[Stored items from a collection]
+++++
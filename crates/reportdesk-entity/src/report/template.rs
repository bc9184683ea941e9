//! Template minification.
//!
//! Templates are normalized before transmission: runs of whitespace
//! collapse to a single space, whitespace between adjacent tags is
//! dropped, and the result is trimmed. Purely a byte-saving step with no
//! semantic effect on the rendered HTML.

/// Minify a template for storage.
///
/// Idempotent: minifying an already-minified template returns it
/// unchanged.
pub fn minify_template(template: &str) -> String {
    let mut collapsed = String::with_capacity(template.len());
    let mut pending_space = false;
    for ch in template.chars() {
        if ch.is_whitespace() {
            pending_space = !collapsed.is_empty();
            continue;
        }
        if pending_space {
            // Whitespace between a closing '>' and an opening '<' is
            // dropped entirely, everything else collapses to one space.
            if !(collapsed.ends_with('>') && ch == '<') {
                collapsed.push(' ');
            }
            pending_space = false;
        }
        collapsed.push(ch);
    }
    collapsed
}
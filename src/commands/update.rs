//! Report update command.

use std::path::PathBuf;

use clap::Args;

use crate::output::{self, OutputFormat};
use reportdesk_core::error::AppError;
use reportdesk_state::ReportsStore;

/// Arguments for the update command
#[derive(Debug, Args)]
pub struct UpdateArgs {
    /// Report identifier
    pub id: i64,

    /// Read the new template from a file
    #[arg(short, long, conflicts_with = "template")]
    pub template_file: Option<PathBuf>,

    /// Inline template content
    #[arg(long)]
    pub template: Option<String>,
}

/// Execute the update command
pub async fn execute(args: &UpdateArgs, env: &str, format: OutputFormat) -> Result<(), AppError> {
    let template = super::create::read_template(&args.template_file, &args.template).await?;

    let client = super::build_client(env)?;
    let mut store = ReportsStore::new(client).await;

    let updated = store.update_report(args.id, &template).await?;

    output::print_success(&format!("Updated report {}", updated.id));
    output::print_item(&updated, format);
    Ok(())
}
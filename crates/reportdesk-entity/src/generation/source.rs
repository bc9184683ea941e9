//! Uploaded source file with advisory type validation.
//!
//! The backend is authoritative about what it accepts; the client-side
//! check only stops obviously unsupported uploads before any bytes leave
//! the machine.

use bytes::Bytes;

use reportdesk_core::{AppError, AppResult};

/// MIME types the generation endpoint accepts.
const ACCEPTED_TYPES: [&str; 4] = [
    "application/pdf",
    "text/csv",
    "application/vnd.ms-excel",
    "application/vnd.openxmlformats-officedocument.spreadsheetml.sheet",
];

/// Extension fallback for files whose MIME type is absent or unrecognized.
const ACCEPTED_EXTENSIONS: [&str; 4] = [".pdf", ".csv", ".xls", ".xlsx"];

/// A file payload destined for the generation endpoint.
#[derive(Debug, Clone)]
pub struct SourceFile {
    /// Original file name, sent with the multipart part.
    pub file_name: String,
    /// MIME type, when known.
    pub content_type: Option<String>,
    /// Raw file content.
    pub content: Bytes,
}

impl SourceFile {
    /// Wrap a file payload, validating its type.
    ///
    /// A file is accepted when its MIME type is one of the supported
    /// types, or — as a fallback for unrecognized MIME types — when its
    /// name carries a supported extension.
    pub fn new(
        file_name: impl Into<String>,
        content_type: Option<String>,
        content: Bytes,
    ) -> AppResult<Self> {
        let file_name = file_name.into();
        if !is_supported(&file_name, content_type.as_deref()) {
            return Err(AppError::validation(format!(
                "Unsupported file type for '{file_name}': expected PDF, CSV, or Excel (.xls, .xlsx)"
            )));
        }
        Ok(Self {
            file_name,
            content_type,
            content,
        })
    }

    /// File size in bytes.
    pub fn size(&self) -> usize {
        self.content.len()
    }
}

fn is_supported(file_name: &str, content_type: Option<&str>) -> bool {
    if let Some(mime) = content_type
        && ACCEPTED_TYPES.contains(&mime)
    {
        return true;
    }
    let lower = file_name.to_lowercase();
    ACCEPTED_EXTENSIONS.iter().any(|ext| lower.ends_with(ext))
}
+++++
• About this exercise:
From the records above, return each line that has the string "struct".

• Result below:
pub struct UpdateArgs {
pub struct SourceFile {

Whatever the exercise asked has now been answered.